Set down all of the data exactly as it appears.

Stored data:

##############################

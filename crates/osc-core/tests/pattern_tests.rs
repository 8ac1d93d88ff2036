//! Address pattern tests

use osc_core::pattern::{intersects, Pattern, Token};
use osc_core::{Address, Error};
use proptest::prelude::*;
use std::time::{Duration, Instant};

#[test]
fn test_documented_cases() {
    assert!(intersects("/foo/*", "/foo/bar").unwrap());
    assert!(!intersects("/foo/?", "/foo/barbaz").unwrap());
    assert!(intersects("/a/{x,y}", "/a/y").unwrap());
    assert!(!intersects("/a/{x,y}", "/a/z").unwrap());
    assert!(!intersects("/foo/[!abc]", "/foo/a").unwrap());
    assert!(intersects("/foo/[!abc]", "/foo/z").unwrap());
}

#[test]
fn test_pattern_vs_pattern() {
    assert!(intersects("/synth/*/freq", "/synth/1?/*").unwrap());
    assert!(!intersects("/synth/*/freq", "/mixer/*/freq").unwrap());
    assert!(intersects("/{synth,mixer}/[0-3]", "/mixer/?").unwrap());
    assert!(!intersects("/{synth,mixer}/[0-3]", "/mixer/[4-7]").unwrap());
}

#[test]
fn test_star_does_not_cross_separator() {
    assert!(!intersects("/*", "/a/b").unwrap());
    assert!(intersects("/*/b", "/a/b").unwrap());
}

#[test]
fn test_literal_address_tokens() {
    let address = Address::parse("/track/1/volume").unwrap();
    let pattern = Pattern::compile(address.as_str()).unwrap();
    assert!(pattern.is_literal());
    assert!(pattern.tokens().iter().all(|t| matches!(t, Token::Char(_))));
    assert!(address.matches(&pattern));
}

#[test]
fn test_class_tokens() {
    let pattern = Pattern::compile("/[!a-c]").unwrap();
    assert_eq!(
        pattern.tokens()[1],
        Token::Class {
            negated: true,
            ranges: vec![('a', 'c')]
        }
    );
}

#[test]
fn test_invalid_pattern_error() {
    assert!(matches!(
        intersects("/a/{b", "/a/b"),
        Err(Error::InvalidPattern(_))
    ));
    assert!(matches!(
        "/x/[y".parse::<Pattern>(),
        Err(Error::InvalidPattern(_))
    ));
}

#[test]
fn test_long_address_matches_in_linear_time() {
    let address = format!("/{}", "a".repeat(10_000));
    let started = Instant::now();

    assert!(Pattern::compile("/*").unwrap().matches(&address));
    assert!(Pattern::compile("/*a*a*").unwrap().matches(&address));
    assert!(!Pattern::compile("/*b").unwrap().matches(&address));
    assert!(!Pattern::compile("/*/*").unwrap().matches(&address));
    assert!(intersects(&address, "/{x,a*}").unwrap());

    assert!(
        started.elapsed() < Duration::from_secs(2),
        "matching took {:?}",
        started.elapsed()
    );
}

#[test]
fn test_class_without_members_is_invalid() {
    for bad in ["/a[]b", "/a[/]b"] {
        assert!(matches!(
            Pattern::compile(bad),
            Err(Error::InvalidPattern(_))
        ));
    }
}

fn arb_part() -> impl Strategy<Value = String> {
    prop_oneof![
        "[a-d]".prop_map(|s| s),
        Just("*".to_string()),
        Just("?".to_string()),
        Just("[!ab]".to_string()),
        Just("[b-d]".to_string()),
        Just("{a,bc}".to_string()),
        Just("{,d*}".to_string()),
        Just("/".to_string()),
    ]
}

fn arb_pattern() -> impl Strategy<Value = String> {
    prop::collection::vec(arb_part(), 0..8).prop_map(|parts| format!("/{}", parts.concat()))
}

proptest! {
    #[test]
    fn prop_reflexive(p in arb_pattern()) {
        prop_assert!(intersects(&p, &p).unwrap());
    }

    #[test]
    fn prop_symmetric(a in arb_pattern(), b in arb_pattern()) {
        prop_assert_eq!(intersects(&a, &b).unwrap(), intersects(&b, &a).unwrap());
    }

    #[test]
    fn prop_literal_matches_only_itself(a in "/[a-z]{1,6}(/[a-z]{1,6}){0,2}", b in "/[a-z]{1,6}(/[a-z]{1,6}){0,2}") {
        prop_assert_eq!(Pattern::compile(&a).unwrap().matches(&b), a == b);
    }
}
//! OSC Transport Layer
//!
//! Byte-moving collaborators for the OSC core:
//! - UDP (one packet per datagram)
//! - TCP (4-byte length-prefixed frames)
//! - [`UdpServer`], which feeds every datagram into an
//!   [`osc_dispatch::Dispatcher`]

pub mod error;
pub mod traits;

#[cfg(feature = "udp")]
pub mod server;

#[cfg(feature = "tcp")]
pub mod tcp;

#[cfg(feature = "udp")]
pub mod udp;

pub use error::{Result, TransportError};
pub use traits::{TransportEvent, TransportReceiver, TransportSender, TransportServer};

#[cfg(feature = "udp")]
pub use server::{ServerConfig, UdpServer};

#[cfg(feature = "tcp")]
pub use tcp::{TcpConfig, TcpReceiver, TcpSender, TcpServer, TcpTransport};

#[cfg(feature = "udp")]
pub use udp::{UdpConfig, UdpReceiver, UdpSender, UdpTransport};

##############################

**OUTPUT BELOW**
filename crates/osc-core/tests/pattern_tests.rs
repository 8ac1d93d88ff2036
//! Address pattern tests

use osc_core::pattern::{intersects, Pattern, Token};
use osc_core::{Address, Error};
use proptest::prelude::*;
use std::time::{Duration, Instant};

#[test]
fn test_documented_cases() {
    assert!(intersects("/foo/*", "/foo/bar").unwrap());
    assert!(!intersects("/foo/?", "/foo/barbaz").unwrap());
    assert!(intersects("/a/{x,y}", "/a/y").unwrap());
    assert!(!intersects("/a/{x,y}", "/a/z").unwrap());
    assert!(!intersects("/foo/[!abc]", "/foo/a").unwrap());
    assert!(intersects("/foo/[!abc]", "/foo/z").unwrap());
}

#[test]
fn test_pattern_vs_pattern() {
    assert!(intersects("/synth/*/freq", "/synth/1?/*").unwrap());
    assert!(!intersects("/synth/*/freq", "/mixer/*/freq").unwrap());
    assert!(intersects("/{synth,mixer}/[0-3]", "/mixer/?").unwrap());
    assert!(!intersects("/{synth,mixer}/[0-3]", "/mixer/[4-7]").unwrap());
}

#[test]
fn test_star_does_not_cross_separator() {
    assert!(!intersects("/*", "/a/b").unwrap());
    assert!(intersects("/*/b", "/a/b").unwrap());
}

#[test]
fn test_literal_address_tokens() {
    let address = Address::parse("/track/1/volume").unwrap();
    let pattern = Pattern::compile(address.as_str()).unwrap();
    assert!(pattern.is_literal());
    assert!(pattern.tokens().iter().all(|t| matches!(t, Token::Char(_))));
    assert!(address.matches(&pattern));
}

#[test]
fn test_class_tokens() {
    let pattern = Pattern::compile("/[!a-c]").unwrap();
    assert_eq!(
        pattern.tokens()[1],
        Token::Class {
            negated: true,
            ranges: vec![('a', 'c')]
        }
    );
}

#[test]
fn test_invalid_pattern_error() {
    assert!(matches!(
        intersects("/a/{b", "/a/b"),
        Err(Error::InvalidPattern(_))
    ));
    assert!(matches!(
        "/x/[y".parse::<Pattern>(),
        Err(Error::InvalidPattern(_))
    ));
}

#[test]
fn test_long_address_matches_in_linear_time() {
    let address = format!("/{}", "a".repeat(10_000));
    let started = Instant::now();

    assert!(Pattern::compile("/*").unwrap().matches(&address));
    assert!(Pattern::compile("/*a*a*").unwrap().matches(&address));
    assert!(!Pattern::compile("/*b").unwrap().matches(&address));
    assert!(!Pattern::compile("/*/*").unwrap().matches(&address));
    assert!(intersects(&address, "/{x,a*}").unwrap());

    assert!(
        started.elapsed() < Duration::from_secs(2),
        "matching took {:?}",
        started.elapsed()
    );
}

#[test]
fn test_class_without_members_is_invalid() {
    for bad in ["/a[]b", "/a[/]b"] {
        assert!(matches!(
            Pattern::compile(bad),
            Err(Error::InvalidPattern(_))
        ));
    }
}

fn arb_part() -> impl Strategy<Value = String> {
    prop_oneof![
        "[a-d]".prop_map(|s| s),
        Just("*".to_string()),
        Just("?".to_string()),
        Just("[!ab]".to_string()),
        Just("[b-d]".to_string()),
        Just("{a,bc}".to_string()),
        Just("{,d*}".to_string()),
        Just("/".to_string()),
    ]
}

fn arb_pattern() -> impl Strategy<Value = String> {
    prop::collection::vec(arb_part(), 0..8).prop_map(|parts| format!("/{}", parts.concat()))
}

proptest! {
    #[test]
    fn prop_reflexive(p in arb_pattern()) {
        prop_assert!(intersects(&p, &p).unwrap());
    }

    #[test]
    fn prop_symmetric(a in arb_pattern(), b in arb_pattern()) {
        prop_assert_eq!(intersects(&a, &b).unwrap(), intersects(&b, &a).unwrap());
    }

    #[test]
    fn prop_literal_matches_only_itself(a in "/[a-z]{1,6}(/[a-z]{1,6}){0,2}", b in "/[a-z]{1,6}(/[a-z]{1,6}){0,2}") {
        prop_assert_eq!(Pattern::compile(&a).unwrap().matches(&b), a == b);
    }
}
//! OSC Transport Layer
//!
//! Byte-moving collaborators for the OSC core:
//! - UDP (one packet per datagram)
//! - TCP (4-byte length-prefixed frames)
//! - [`UdpServer`], which feeds every datagram into an
//!   [`osc_dispatch::Dispatcher`]

pub mod error;
pub mod traits;

#[cfg(feature = "udp")]
pub mod server;

#[cfg(feature = "tcp")]
pub mod tcp;

#[cfg(feature = "udp")]
pub mod udp;

pub use error::{Result, TransportError};
pub use traits::{TransportEvent, TransportReceiver, TransportSender, TransportServer};

#[cfg(feature = "udp")]
pub use server::{ServerConfig, UdpServer};

#[cfg(feature = "tcp")]
pub use tcp::{TcpConfig, TcpReceiver, TcpSender, TcpServer, TcpTransport};

#[cfg(feature = "udp")]
pub use udp::{UdpConfig, UdpReceiver, UdpSender, UdpTransport};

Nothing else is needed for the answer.